Exclaiming “we the best music,”DJ Khaled attempted to make the summer blockbuster’s musical equivalent with his 2017 song “I’m the One.” In the song, DJ Khaled totes an impressive lineup of big names (arguably the bread, butter, and onions of 2017 music): Justin Bieber, Quavo, Chance the Rapper, and Lil Wayne. Still, “I’m the One” has a debatable amount of artistic merit. Like stuffing, “I’m the One” is an enjoyable experience. However, because DJ Khaled doesn’t take any meaningful artistic risks in “I’m the One,” its legacy fails to extend beyond Spotify’s “US Summer Hits of the 10s” playlist.
Mashed Potatoes: “Africa” By Toto
Ye ole’ reliable: a nostalgic dish that can’t help but remind folks of youth and home-cooked meals. With no real texture other than smoothness, even the pickiest of eaters can appreciate the dish as something that agrees with everyone and everything. Sure, it’s not exactly pushing the envelope, but sometimes that's alright. You can’t go wrong with this one.
Science would call “Africa” by Toto the best song ever because of its widespread appeal. Now, this is a bold claim. However, with its strange yet compelling lyrics and upbeat melody, the infamous track is hard to hate and easy to like, much like the Thanksgiving staple in question.

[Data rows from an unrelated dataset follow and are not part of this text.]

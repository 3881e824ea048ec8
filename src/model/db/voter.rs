use std::ops::{Deref, DerefMut};

use mongodb::bson::DateTime;
use serde::{Deserialize, Serialize};

use crate::model::mongodb::Id;

/// Core voter data, as stored in the database.
///
/// `has_voted` starts false and flips to true exactly once, via the
/// conditional update in the vote transaction; nothing else writes it.
#[derive(Debug, PartialEq, Eq, Serialize, Deserialize)]
pub struct VoterCore {
    /// Verified institutional email, always lowercased. Unique.
    pub email: String,
    /// Display name from the identity provider.
    pub name: String,
    /// Profile picture URL, if the provider supplied one.
    #[serde(skip_serializing_if = "Option::is_none")]
    pub picture: Option<String>,
    pub has_voted: bool,
    pub created_at: DateTime,
}

impl VoterCore {
    /// Create a new Voter who has not yet voted.
    pub fn new(email: impl AsRef<str>, name: impl Into<String>, picture: Option<String>) -> Self {
        Self {
            email: email.as_ref().to_lowercase(),
            name: name.into(),
            picture,
            has_voted: false,
            created_at: DateTime::now(),
        }
    }
}

/// A voter without an ID.
pub type NewVoter = VoterCore;

/// A voter from the database, with its unique ID.
#[derive(Debug, Serialize, Deserialize)]
pub struct Voter {
    #[serde(rename = "_id")]
    pub id: Id,
    #[serde(flatten)]
    pub voter: VoterCore,
}

impl Deref for Voter {
    type Target = VoterCore;

    fn deref(&self) -> &Self::Target {
        &self.voter
    }
}

impl DerefMut for Voter {
    fn deref_mut(&mut self) -> &mut Self::Target {
        &mut self.voter
    }
}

Cranberry Sauce: “Immaterial” By SOPHIE
Cranberry sauce is a series of contradictions: Its bold flavor is an immediately recognizable sensation despite its gelatinous and unstructured body. It is tangy and sour, but also has an underlying sweetness that makes one consistently come back for more. It’s bold and provocative, with the potential to instantly transform any dish, as its sourness cuts through fat and gives dimension to the rest of the palette. Some may not like it, and that’s okay. It is a luxury only to be appreciated by the most sophisticated palates.

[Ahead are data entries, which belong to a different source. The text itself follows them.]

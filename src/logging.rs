use std::fmt::{Display, Formatter};
use std::sync::atomic::{AtomicUsize, Ordering};

use rocket::{
    fairing::{Fairing, Info, Kind},
    http::StatusClass,
    Data, Orbit, Request, Response, Rocket,
};

/// A unique identifier for a particular request.
#[derive(Debug, Copy, Clone, Eq, PartialEq, Ord, PartialOrd)]
pub struct RequestId(pub usize);

impl Display for RequestId {
    fn fmt(&self, f: &mut Formatter<'_>) -> std::fmt::Result {
        write!(f, "{}", self.0)
    }
}

impl RequestId {
    /// Atomically get the next ID. This wraps around back to zero if you somehow exceed a usize.
    pub fn next() -> RequestId {
        static REQUEST_ID_COUNTER: AtomicUsize = AtomicUsize::new(0);
        RequestId(REQUEST_ID_COUNTER.fetch_add(1, Ordering::Relaxed))
    }
}

/// A rocket fairing that does global logging, e.g. logging every request and response.
#[derive(Debug, Copy, Clone)]
pub struct LoggerFairing;

#[rocket::async_trait]
impl Fairing for LoggerFairing {
    fn info(&self) -> Info {
        Info {
            name: "Logger",
            kind: Kind::Liftoff | Kind::Request | Kind::Response | Kind::Shutdown,
        }
    }

    async fn on_liftoff(&self, rocket: &Rocket<Orbit>) {
        let protocol = if rocket.config().tls_enabled() {
            "https"
        } else {
            "http"
        };
        let ip = &rocket.config().address;
        let port = &rocket.config().port;
        info!("Server launched on {protocol}://{ip}:{port}");
    }

    async fn on_request(&self, req: &mut Request<'_>, _data: &mut Data<'_>) {
        let id = req.local_cache(RequestId::next);
        let method = req.method();
        let uri = req.uri();
        info!("->req{id} {method} {uri}");
    }

    async fn on_response<'r>(&self, req: &'r Request<'_>, res: &mut Response<'r>) {
        let id = req.local_cache(RequestId::next);
        let code = res.status();
        let route = match req.route() {
            Some(r) => {
                let mut str = r.uri.to_string();
                if let Some(ref name) = r.name {
                    str = format!("{name} ({str})");
                }
                str
            }
            None => "UNKNOWN ROUTE".to_string(),
        };
        let log_msg = format!("<-rsp{id} {code} {route}");
        match code.class() {
            StatusClass::ServerError => error!("{log_msg}"),
            StatusClass::ClientError => warn!("{log_msg}"),
            _ => info!("{log_msg}"),
        }
    }

    async fn on_shutdown(&self, _rocket: &Rocket<Orbit>) {
        warn!("Shutdown requested, stopping gracefully...");
    }
}
use std::{fmt, ops::Deref, str::FromStr};

use mongodb::bson::{doc, oid::ObjectId, Bson, Document};
use serde::{Deserialize, Serialize};

/// A document ID, stored as a native ObjectId and rendered to clients as the
/// 24-character hex string.
#[derive(Debug, Clone, Copy, Hash, PartialEq, Eq, PartialOrd, Ord, Serialize, Deserialize)]
pub struct Id(ObjectId);

impl Id {
    /// Generate a fresh ID.
    pub fn new() -> Self {
        Self(ObjectId::new())
    }

    /// A filter document selecting exactly this ID.
    pub fn as_doc(&self) -> Document {
        doc! { "_id": self.0 }
    }
}

impl Default for Id {
    fn default() -> Self {
        Self::new()
    }
}

impl Deref for Id {
    type Target = ObjectId;

    fn deref(&self) -> &Self::Target {
        &self.0
    }
}

impl fmt::Display for Id {
    fn fmt(&self, f: &mut fmt::Formatter<'_>) -> fmt::Result {
        write!(f, "{}", self.0.to_hex())
    }
}

impl FromStr for Id {
    type Err = mongodb::bson::oid::Error;

    fn from_str(s: &str) -> Result<Self, Self::Err> {
        Ok(Self(s.parse::<ObjectId>()?))
    }
}

impl From<ObjectId> for Id {
    fn from(id: ObjectId) -> Self {
        Self(id)
    }
}

impl From<Id> for Bson {
    fn from(id: Id) -> Self {
        Bson::ObjectId(id.0)
    }
}

#[cfg(test)]
mod tests {
    use super::*;

    #[test]
    fn hex_round_trip() {
        let id = Id::new();
        let parsed: Id = id.to_string().parse().unwrap();
        assert_eq!(id, parsed);
    }

    #[test]
    fn rejects_garbage() {
        assert!("not-an-object-id".parse::<Id>().is_err());
    }

    #[test]
    fn ordering_follows_bytes() {
        let low: Id = "000000000000000000000001".parse().unwrap();
        let high: Id = "000000000000000000000002".parse().unwrap();
        assert!(low < high);
    }
}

Certainly “Immaterial” by SOPHIE also packs a bold punch. The song is four minutes of electric hyperpop synthesizing that propels it forward. However, this is all in conjunction with a consistent beat and low reverb that creates a light sonic texture. You may not like it upon initial hearing, but there's an undeniable appeal that keeps you coming back for seconds.
Sweet Potato Casserole with Marshmallows: “All Caps” By Madvillian
A distinctive flavor that people either love or hate, sweet potato with marshmallows plays on the most peculiar balance between sweet and savory, almost as though someone combined whatever leftovers that they had laying around and — by some grace of God — it worked! Something about this dish is also emblematic of childhood. Its sweetness presents an undeniably nostalgic quality, but its unique combination of flavors gives it an air of sophistication.
Opening with a sample from a vintage movie’s soundtrack, “All Caps” by Madvillian takes the aesthetics of nostalgia and throws them out the window. Like marshmallows in a casserole, the track is fun, exciting, and itches the brain in a surprising and unexpected way.
Apple Pie (À La Mode, naturally): “In A Sentimental Mood” By Duke Ellington And John Coltrane
Smooth and sweet with an unexpected crunch, some would say that dessert is the best part of the meal. At the very least, I propose that it is certainly a part of the meal that everyone looks forward to. Apple pie is no exception. It is as American as blue jeans and the Kardashians. “In these divided times, apple pie can help to bring us together,” one can almost hear the president say.
Imagine it: eyes closed, taking a bite of warm apple pie with cool, melting ice cream dripping off the spoon. Almost without exception,“In A Sentimental Mood” by Duke Ellington and John Coltrane is playing in the background of an imaginary scene with this amount of sensuous pleasure. It’s the perfect conclusion to any meal.